**WORK TASK**
Your task is to repeat exactly the lines below between the line holding "let mut writes" and the line holding "pub const DEFAULT: EntryTiming", inclusive, and only those.

=== Section Start ===

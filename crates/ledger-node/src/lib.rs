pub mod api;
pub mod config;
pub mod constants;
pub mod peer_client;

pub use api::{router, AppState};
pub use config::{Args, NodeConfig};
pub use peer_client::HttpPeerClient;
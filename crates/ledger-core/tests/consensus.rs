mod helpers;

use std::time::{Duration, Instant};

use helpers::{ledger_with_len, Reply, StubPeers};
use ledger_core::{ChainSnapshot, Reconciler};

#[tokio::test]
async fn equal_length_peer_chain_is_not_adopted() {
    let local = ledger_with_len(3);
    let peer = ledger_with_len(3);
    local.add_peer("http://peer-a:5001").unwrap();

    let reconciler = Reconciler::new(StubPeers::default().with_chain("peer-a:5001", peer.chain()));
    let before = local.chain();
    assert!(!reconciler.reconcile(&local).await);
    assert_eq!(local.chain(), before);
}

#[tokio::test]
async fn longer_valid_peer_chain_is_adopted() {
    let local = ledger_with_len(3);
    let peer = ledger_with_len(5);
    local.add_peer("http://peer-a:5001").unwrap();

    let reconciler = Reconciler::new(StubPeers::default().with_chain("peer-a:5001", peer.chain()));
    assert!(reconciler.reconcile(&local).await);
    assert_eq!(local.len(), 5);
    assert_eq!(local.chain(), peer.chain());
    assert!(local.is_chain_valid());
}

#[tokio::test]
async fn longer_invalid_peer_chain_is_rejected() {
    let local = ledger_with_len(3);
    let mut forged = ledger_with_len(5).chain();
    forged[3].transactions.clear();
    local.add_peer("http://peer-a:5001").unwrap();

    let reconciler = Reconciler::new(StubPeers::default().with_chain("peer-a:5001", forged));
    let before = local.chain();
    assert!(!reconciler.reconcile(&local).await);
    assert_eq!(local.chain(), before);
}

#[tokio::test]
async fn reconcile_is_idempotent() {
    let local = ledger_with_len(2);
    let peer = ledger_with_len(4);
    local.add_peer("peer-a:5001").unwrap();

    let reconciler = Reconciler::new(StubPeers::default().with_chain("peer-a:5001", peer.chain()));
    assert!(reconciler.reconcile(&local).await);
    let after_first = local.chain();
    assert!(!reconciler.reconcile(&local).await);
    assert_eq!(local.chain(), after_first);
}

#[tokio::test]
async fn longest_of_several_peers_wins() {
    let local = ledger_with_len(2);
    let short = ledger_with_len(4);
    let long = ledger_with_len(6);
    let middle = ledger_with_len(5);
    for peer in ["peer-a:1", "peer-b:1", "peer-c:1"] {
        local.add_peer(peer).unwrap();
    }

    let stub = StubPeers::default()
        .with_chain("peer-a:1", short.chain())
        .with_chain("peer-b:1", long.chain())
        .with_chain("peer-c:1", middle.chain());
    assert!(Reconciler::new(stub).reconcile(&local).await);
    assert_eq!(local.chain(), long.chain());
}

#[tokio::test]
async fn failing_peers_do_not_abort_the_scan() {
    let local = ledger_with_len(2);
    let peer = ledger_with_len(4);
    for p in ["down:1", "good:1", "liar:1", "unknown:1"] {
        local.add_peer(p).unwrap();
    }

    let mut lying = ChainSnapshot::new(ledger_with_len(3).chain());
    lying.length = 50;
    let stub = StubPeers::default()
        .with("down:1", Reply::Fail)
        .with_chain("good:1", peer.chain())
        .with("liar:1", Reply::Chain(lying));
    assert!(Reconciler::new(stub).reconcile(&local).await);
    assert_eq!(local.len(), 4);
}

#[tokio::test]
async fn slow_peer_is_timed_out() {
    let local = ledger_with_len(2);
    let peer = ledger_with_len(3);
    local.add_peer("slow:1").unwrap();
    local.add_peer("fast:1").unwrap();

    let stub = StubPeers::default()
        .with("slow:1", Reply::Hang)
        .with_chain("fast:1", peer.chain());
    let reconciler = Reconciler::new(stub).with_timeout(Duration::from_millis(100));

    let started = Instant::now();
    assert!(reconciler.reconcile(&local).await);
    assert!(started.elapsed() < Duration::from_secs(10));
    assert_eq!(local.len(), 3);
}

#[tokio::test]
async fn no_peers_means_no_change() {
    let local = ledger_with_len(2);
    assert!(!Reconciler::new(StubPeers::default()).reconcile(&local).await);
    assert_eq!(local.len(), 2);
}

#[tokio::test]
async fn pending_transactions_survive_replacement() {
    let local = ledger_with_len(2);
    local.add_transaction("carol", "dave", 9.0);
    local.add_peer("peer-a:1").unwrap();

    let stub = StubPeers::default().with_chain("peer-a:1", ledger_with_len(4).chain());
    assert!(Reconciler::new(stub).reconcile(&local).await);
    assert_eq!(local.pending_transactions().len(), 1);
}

=== Section End ===
=== Section Start ===

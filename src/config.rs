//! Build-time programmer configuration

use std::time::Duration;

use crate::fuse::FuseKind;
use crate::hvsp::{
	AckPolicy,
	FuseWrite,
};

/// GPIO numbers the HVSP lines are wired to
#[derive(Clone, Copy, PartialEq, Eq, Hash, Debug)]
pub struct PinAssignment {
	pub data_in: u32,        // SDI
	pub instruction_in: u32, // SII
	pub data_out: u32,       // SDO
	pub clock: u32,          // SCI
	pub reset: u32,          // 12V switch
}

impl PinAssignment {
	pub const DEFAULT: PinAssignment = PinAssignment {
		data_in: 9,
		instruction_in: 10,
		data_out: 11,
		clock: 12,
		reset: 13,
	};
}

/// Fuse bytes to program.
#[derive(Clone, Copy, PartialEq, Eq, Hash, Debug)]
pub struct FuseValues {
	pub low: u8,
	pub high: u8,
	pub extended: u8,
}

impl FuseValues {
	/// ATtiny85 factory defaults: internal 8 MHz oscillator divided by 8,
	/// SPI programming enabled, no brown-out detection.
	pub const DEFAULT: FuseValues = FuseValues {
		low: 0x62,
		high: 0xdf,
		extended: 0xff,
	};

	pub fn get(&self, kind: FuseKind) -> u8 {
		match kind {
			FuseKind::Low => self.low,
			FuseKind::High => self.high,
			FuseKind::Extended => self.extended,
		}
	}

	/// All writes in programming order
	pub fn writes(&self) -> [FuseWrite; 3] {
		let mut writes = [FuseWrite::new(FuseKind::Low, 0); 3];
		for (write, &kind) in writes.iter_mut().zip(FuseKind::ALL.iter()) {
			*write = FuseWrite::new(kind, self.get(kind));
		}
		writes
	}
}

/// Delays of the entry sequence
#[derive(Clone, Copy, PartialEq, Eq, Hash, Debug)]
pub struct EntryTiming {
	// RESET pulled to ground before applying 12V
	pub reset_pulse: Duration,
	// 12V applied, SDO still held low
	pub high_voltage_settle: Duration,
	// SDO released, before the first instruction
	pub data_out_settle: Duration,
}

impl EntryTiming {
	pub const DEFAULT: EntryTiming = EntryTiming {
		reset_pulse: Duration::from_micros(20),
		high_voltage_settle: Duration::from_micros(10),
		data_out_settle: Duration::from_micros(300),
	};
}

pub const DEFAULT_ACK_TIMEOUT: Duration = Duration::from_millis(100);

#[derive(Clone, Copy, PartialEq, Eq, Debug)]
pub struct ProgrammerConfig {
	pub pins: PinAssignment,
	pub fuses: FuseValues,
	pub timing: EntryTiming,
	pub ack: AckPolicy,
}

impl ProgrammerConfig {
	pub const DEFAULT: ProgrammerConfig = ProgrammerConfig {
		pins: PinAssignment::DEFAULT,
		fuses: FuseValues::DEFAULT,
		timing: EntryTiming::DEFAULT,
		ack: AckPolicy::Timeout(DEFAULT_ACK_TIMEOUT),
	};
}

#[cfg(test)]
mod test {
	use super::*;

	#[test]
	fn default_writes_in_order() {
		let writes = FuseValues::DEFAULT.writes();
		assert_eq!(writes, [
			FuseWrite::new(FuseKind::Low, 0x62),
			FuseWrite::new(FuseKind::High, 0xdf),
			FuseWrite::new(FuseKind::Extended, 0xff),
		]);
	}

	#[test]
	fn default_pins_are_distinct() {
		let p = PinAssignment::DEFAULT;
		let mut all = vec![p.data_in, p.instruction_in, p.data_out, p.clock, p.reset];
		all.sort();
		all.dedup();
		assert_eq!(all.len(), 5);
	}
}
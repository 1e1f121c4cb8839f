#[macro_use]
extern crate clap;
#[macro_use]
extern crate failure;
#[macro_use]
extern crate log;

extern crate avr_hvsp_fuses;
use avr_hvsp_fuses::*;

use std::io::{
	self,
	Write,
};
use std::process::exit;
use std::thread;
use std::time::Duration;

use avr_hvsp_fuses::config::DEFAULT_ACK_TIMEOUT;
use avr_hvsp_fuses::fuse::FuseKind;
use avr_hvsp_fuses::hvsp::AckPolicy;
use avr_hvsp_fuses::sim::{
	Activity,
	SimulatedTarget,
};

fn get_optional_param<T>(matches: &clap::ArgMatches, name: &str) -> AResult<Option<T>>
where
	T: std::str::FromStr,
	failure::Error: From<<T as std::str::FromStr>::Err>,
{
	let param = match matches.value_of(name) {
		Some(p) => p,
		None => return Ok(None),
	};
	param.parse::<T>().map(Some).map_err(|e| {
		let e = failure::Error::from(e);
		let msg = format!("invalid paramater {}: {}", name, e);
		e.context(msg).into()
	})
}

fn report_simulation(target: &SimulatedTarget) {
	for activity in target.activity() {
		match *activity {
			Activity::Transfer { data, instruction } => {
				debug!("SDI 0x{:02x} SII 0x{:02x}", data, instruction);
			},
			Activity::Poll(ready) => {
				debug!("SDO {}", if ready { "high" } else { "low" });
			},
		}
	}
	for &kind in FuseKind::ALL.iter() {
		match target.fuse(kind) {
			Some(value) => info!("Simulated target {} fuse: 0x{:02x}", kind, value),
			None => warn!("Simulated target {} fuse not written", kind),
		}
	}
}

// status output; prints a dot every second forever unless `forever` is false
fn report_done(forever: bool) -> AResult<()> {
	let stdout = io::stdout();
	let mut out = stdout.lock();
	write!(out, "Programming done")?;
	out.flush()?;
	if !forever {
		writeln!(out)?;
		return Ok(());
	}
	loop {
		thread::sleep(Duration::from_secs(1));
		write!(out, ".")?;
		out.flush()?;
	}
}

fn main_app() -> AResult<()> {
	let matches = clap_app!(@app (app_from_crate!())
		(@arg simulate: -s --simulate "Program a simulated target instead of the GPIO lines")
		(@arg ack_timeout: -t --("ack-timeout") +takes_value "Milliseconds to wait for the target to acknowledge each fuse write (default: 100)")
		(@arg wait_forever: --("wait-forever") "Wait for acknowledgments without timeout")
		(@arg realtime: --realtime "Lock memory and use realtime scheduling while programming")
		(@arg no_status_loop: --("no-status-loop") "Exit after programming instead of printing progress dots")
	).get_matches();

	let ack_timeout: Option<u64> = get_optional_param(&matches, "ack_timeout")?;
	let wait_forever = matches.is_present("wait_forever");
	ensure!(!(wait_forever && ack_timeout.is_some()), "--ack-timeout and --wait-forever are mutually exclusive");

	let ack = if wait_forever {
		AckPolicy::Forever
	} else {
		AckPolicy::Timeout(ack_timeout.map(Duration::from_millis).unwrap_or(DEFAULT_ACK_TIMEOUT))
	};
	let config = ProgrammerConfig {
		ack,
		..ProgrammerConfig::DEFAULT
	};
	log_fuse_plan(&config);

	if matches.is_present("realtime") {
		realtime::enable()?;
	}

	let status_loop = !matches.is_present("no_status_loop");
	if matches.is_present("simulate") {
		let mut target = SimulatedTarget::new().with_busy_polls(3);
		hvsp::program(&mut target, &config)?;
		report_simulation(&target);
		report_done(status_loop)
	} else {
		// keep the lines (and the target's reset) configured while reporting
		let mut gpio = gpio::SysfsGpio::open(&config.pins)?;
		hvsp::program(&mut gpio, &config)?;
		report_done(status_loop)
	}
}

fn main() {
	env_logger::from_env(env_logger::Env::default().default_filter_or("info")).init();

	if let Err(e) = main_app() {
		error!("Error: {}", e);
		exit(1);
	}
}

=== Section End ===

**WRITTEN ANSWER**
		let mut writes = [FuseWrite::new(FuseKind::Low, 0); 3];
		for (write, &kind) in writes.iter_mut().zip(FuseKind::ALL.iter()) {
			*write = FuseWrite::new(kind, self.get(kind));
		}
		writes
	}
}

/// Delays of the entry sequence
#[derive(Clone, Copy, PartialEq, Eq, Hash, Debug)]
pub struct EntryTiming {
	// RESET pulled to ground before applying 12V
	pub reset_pulse: Duration,
	// 12V applied, SDO still held low
	pub high_voltage_settle: Duration,
	// SDO released, before the first instruction
	pub data_out_settle: Duration,
}

impl EntryTiming {
	pub const DEFAULT: EntryTiming = EntryTiming {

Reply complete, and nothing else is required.